Don’t know: ‘Advances in medical technology have led to huge improvements in the management of various conditions. Nevertheless, the value of traditional care should not be underestimated.’
UCL fourth year Alisha Allana
Don’t know: ‘The evidence is very sketchy. Some computer games require you to use hand-eye coordination, but I am doubtful whether that can easily be transferred to surgical skills. As diagnostic and surgical techniques begin to use more technology, I think it will start to become a pressing issue in the field of medical education.’
Belfast third year Nathan Cantley
Yes: ‘I think surgery involving more technology could hugely benefit patients. Technology has its benefits, but I am unsure if it is economical to favour it over traditional methods.’
Glasgow final year Steven Linnen
No: ‘Maybe I’m old-fashioned, but I prefer to use a textbook. While some skills could be gained from computer games, actual surgical techniques should be learned by practice on models with real equipment and eventually in the operating theatre.’
Sheffield fourth year William Sapwell
Yes: ‘Technological advances drive medical practice forwards, but the doctor must continue to function effectively in the absence of these aids. The preservation of clinical reasoning is essential.’
King’s College London fourth year Ben Williamson
Yes: ‘One should always ensure that the practical skills of examination are not lost. When machines fail, these are often required.’
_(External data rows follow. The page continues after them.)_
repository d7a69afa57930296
mod common;
mod routing;
use crate::config::TelemetryConfig;
use std::fmt;
use tracing_subscriber::filter::ParseError;
use tracing_subscriber::EnvFilter;

#[derive(Debug)]
pub enum TelemetryError {
    EnvFilter { value: String, source: ParseError },
    Subscriber(Box<dyn std::error::Error + Send + Sync>),
}

impl fmt::Display for TelemetryError {
    fn fmt(&self, f: &mut fmt::Formatter<'_>) -> fmt::Result {
        match self {
            TelemetryError::EnvFilter { value, .. } => {
                write!(f, "invalid log filter '{}' in APP_LOG_LEVEL", value)
            }
            TelemetryError::Subscriber(err) => write!(f, "subscriber already installed: {err}"),
        }
    }
}

impl std::error::Error for TelemetryError {
    fn source(&self) -> Option<&(dyn std::error::Error + 'static)> {
        match self {
            TelemetryError::EnvFilter { source, .. } => Some(source),
            TelemetryError::Subscriber(err) => Some(&**err),
        }
    }
}

/// Builds the filter from `RUST_LOG`, falling back to the configured level.
fn env_filter(config: &TelemetryConfig) -> Result<EnvFilter, TelemetryError> {
    match EnvFilter::try_from_default_env() {
        Ok(filter) => Ok(filter),
        Err(_) => EnvFilter::try_new(&config.log_level).map_err(|source| {
            TelemetryError::EnvFilter {
                value: config.log_level.clone(),
                source,
            }
        }),
    }
}

pub fn init(config: &TelemetryConfig) -> Result<(), TelemetryError> {
    let env_filter = env_filter(config)?;

    tracing_subscriber::fmt()
        .with_env_filter(env_filter)
        .with_target(false)
        .compact()
        .with_ansi(false)
        .try_init()
        .map_err(TelemetryError::Subscriber)
}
Edinburgh third year Andrew Wilson
Have you ever suffered from, or been involved in treating, a technology-related injury?
Yes: ‘Excessive use of laptops for essay work can cause repetitive strain injury in the elbows and eye strain.’
Leeds fourth year Rebecca Briscoe
Yes: ‘I have suffered from Facebook addiction disorder; it was a difficult time but I pulled through. I use the internet a lot when it comes to medicine. The best app? The BNF app is amazing.
‘Medicine wouldn’t be where it is at, if it wasn’t for technology. Sometimes we take for granted and don’t appreciate it.’